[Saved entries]
::::::::::

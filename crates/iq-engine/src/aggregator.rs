//! Scenario-specific summary statistics over query rows.

use std::collections::HashSet;

use serde::{Deserialize, Serialize};
use serde_json::Value;

use iq_protocol::{Row, Scenario, SummaryCard};

use crate::executor::QueryResult;

/// Column names tried, in order, for each logical field.
#[derive(Debug, Clone, PartialEq, Serialize, Deserialize)]
#[serde(default)]
pub struct ColumnAliases {
    pub material: Vec<String>,
    pub batch: Vec<String>,
    pub supplier: Vec<String>,
    pub project: Vec<String>,
    pub status: Vec<String>,
    pub defect_rate: Vec<String>,
    pub test_result: Vec<String>,
}

fn names(list: &[&str]) -> Vec<String> {
    list.iter().map(|s| (*s).to_string()).collect()
}

impl Default for ColumnAliases {
    fn default() -> Self {
        Self {
            material: names(&["material_code", "material_name", "material", "物料编码", "物料名称"]),
            batch: names(&["batch_code", "batch_no", "batch", "批次号"]),
            supplier: names(&["supplier_name", "supplier", "供应商"]),
            project: names(&["project", "project_name", "project_code", "项目"]),
            status: names(&["status", "inventory_status", "状态"]),
            defect_rate: names(&["defect_rate", "defect_rate_pct", "不良率"]),
            test_result: names(&["test_result", "result", "测试结果"]),
        }
    }
}

#[derive(Debug, Clone, PartialEq, Serialize, Deserialize)]
#[serde(default)]
pub struct AggregatorConfig {
    /// Defect-rate cutoff in percent; rates strictly above it are "over".
    pub defect_rate_cutoff: f64,
    pub risk_status: String,
    pub frozen_status: String,
    /// `test_result` values counted as failures (case-insensitive).
    pub failing_results: Vec<String>,
    pub columns: ColumnAliases,
}

impl Default for AggregatorConfig {
    fn default() -> Self {
        Self {
            defect_rate_cutoff: 3.0,
            risk_status: "风险".into(),
            frozen_status: "冻结".into(),
            failing_results: names(&["NG", "FAIL", "不合格", "失败"]),
            columns: ColumnAliases::default(),
        }
    }
}

/// Summary cards and narrative for one result.
#[derive(Debug, Clone, PartialEq, Serialize)]
#[serde(rename_all = "camelCase")]
pub struct Aggregation {
    pub summary_cards: Vec<SummaryCard>,
    pub narrative: String,
}

impl Aggregation {
    pub fn card(&self, key: &str) -> Option<&SummaryCard> {
        self.summary_cards.iter().find(|c| c.key == key)
    }
}

#[derive(Debug, Clone, Default)]
pub struct Aggregator {
    config: AggregatorConfig,
}

impl Aggregator {
    pub fn new(config: AggregatorConfig) -> Self {
        Self { config }
    }

    pub fn config(&self) -> &AggregatorConfig {
        &self.config
    }

    /// Pure function of the rows: the same result always yields the same
    /// cards. Empty input yields zero counts.
    pub fn aggregate(&self, intent_name: &str, result: &QueryResult) -> Aggregation {
        let rows = &result.rows;
        let cols = &self.config.columns;
        let (summary_cards, fact) = match result.scenario {
            Scenario::Inventory => {
                let risk = self.count_status(rows, &self.config.risk_status);
                let frozen = self.count_status(rows, &self.config.frozen_status);
                let materials = distinct(rows, &cols.material);
                let suppliers = distinct(rows, &cols.supplier);
                let fact = if risk > 0 {
                    Some(format!("{risk} in {} status", self.config.risk_status))
                } else if frozen > 0 {
                    Some(format!("{frozen} in {} status", self.config.frozen_status))
                } else if materials > 0 {
                    Some(format!("{materials} materials from {suppliers} suppliers"))
                } else {
                    None
                };
                let cards = vec![
                    SummaryCard::new("materials", "Materials", materials).with_icon("package"),
                    SummaryCard::new("batches", "Batches", distinct(rows, &cols.batch))
                        .with_icon("layers"),
                    SummaryCard::new("suppliers", "Suppliers", suppliers).with_icon("truck"),
                    SummaryCard::new("risk", "Risk stock", risk).with_icon("alert-triangle"),
                    SummaryCard::new("frozen", "Frozen stock", frozen).with_icon("snowflake"),
                ];
                (cards, fact)
            }
            Scenario::Production => {
                let (within, over) = self.split_defect_rates(rows);
                let cutoff = self.config.defect_rate_cutoff;
                let fact = (over > 0)
                    .then(|| format!("{over} above the {cutoff}% defect-rate cutoff"));
                let cards = vec![
                    SummaryCard::new("materials", "Materials", distinct(rows, &cols.material))
                        .with_icon("package"),
                    SummaryCard::new("batches", "Batches", distinct(rows, &cols.batch))
                        .with_icon("layers"),
                    SummaryCard::new("projects", "Projects", distinct(rows, &cols.project))
                        .with_icon("folder"),
                    SummaryCard::new("suppliers", "Suppliers", distinct(rows, &cols.supplier))
                        .with_icon("truck"),
                    SummaryCard::new(
                        "within_threshold",
                        format!("Defect rate ≤ {cutoff}%"),
                        within,
                    )
                    .with_icon("check-circle"),
                    SummaryCard::new("over_threshold", format!("Defect rate > {cutoff}%"), over)
                        .with_icon("alert-circle"),
                ];
                (cards, fact)
            }
            Scenario::Test => {
                let ng = self.failing_batches(rows);
                let fact = (ng > 0).then(|| format!("{ng} batches with failing results"));
                let cards = vec![
                    SummaryCard::new("materials", "Materials", distinct(rows, &cols.material))
                        .with_icon("package"),
                    SummaryCard::new("batches", "Batches", distinct(rows, &cols.batch))
                        .with_icon("layers"),
                    SummaryCard::new("projects", "Projects", distinct(rows, &cols.project))
                        .with_icon("folder"),
                    SummaryCard::new("suppliers", "Suppliers", distinct(rows, &cols.supplier))
                        .with_icon("truck"),
                    SummaryCard::new("ng_batches", "Batches with NG results", ng)
                        .with_icon("x-circle"),
                ];
                (cards, fact)
            }
            Scenario::Exploration | Scenario::Other => (
                vec![SummaryCard::new("records", "Records", result.row_count as u64)],
                None,
            ),
        };

        let mut narrative = format!("Found {} records matching {intent_name}", result.row_count);
        if let Some(fact) = fact {
            narrative.push_str("; ");
            narrative.push_str(&fact);
        }
        narrative.push('.');

        Aggregation {
            summary_cards,
            narrative,
        }
    }

    fn count_status(&self, rows: &[Row], sentinel: &str) -> u64 {
        rows.iter()
            .filter(|row| field(row, &self.config.columns.status).as_deref() == Some(sentinel))
            .count() as u64
    }

    /// Rows within and over the cutoff. Unparseable rates count in neither.
    fn split_defect_rates(&self, rows: &[Row]) -> (u64, u64) {
        let cutoff = self.config.defect_rate_cutoff;
        rows.iter()
            .filter_map(|row| defect_rate(row, &self.config.columns.defect_rate))
            .fold((0, 0), |(within, over), rate| {
                if rate > cutoff {
                    (within, over + 1)
                } else {
                    (within + 1, over)
                }
            })
    }

    fn failing_batches(&self, rows: &[Row]) -> u64 {
        let cols = &self.config.columns;
        let failing: HashSet<String> = rows
            .iter()
            .filter(|row| {
                field(row, &cols.test_result).is_some_and(|r| {
                    self.config
                        .failing_results
                        .iter()
                        .any(|f| f.eq_ignore_ascii_case(&r))
                })
            })
            .filter_map(|row| field(row, &cols.batch))
            .collect();
        failing.len() as u64
    }
}

/// First non-empty value among the alias columns, as text.
fn field(row: &Row, aliases: &[String]) -> Option<String> {
    aliases.iter().find_map(|col| match row.get(col)? {
        Value::String(s) if !s.trim().is_empty() => Some(s.trim().to_string()),
        Value::Number(n) => Some(n.to_string()),
        Value::Bool(b) => Some(b.to_string()),
        _ => None,
    })
}

fn distinct(rows: &[Row], aliases: &[String]) -> u64 {
    rows.iter()
        .filter_map(|row| field(row, aliases))
        .collect::<HashSet<_>>()
        .len() as u64
}

/// Defect rate as a percentage: `2.5`, `"2.5"` and `"2.5%"` all read as 2.5.
fn defect_rate(row: &Row, aliases: &[String]) -> Option<f64> {
    aliases.iter().find_map(|col| match row.get(col)? {
        Value::Number(n) => n.as_f64(),
        Value::String(s) => s.trim().trim_end_matches('%').trim().parse().ok(),
        _ => None,
    })
}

::::::::::

**WHAT IS REQUIRED**: Tell how many lines above include "Serialize", and add no other text.

**EXERCISE RESULT**: 4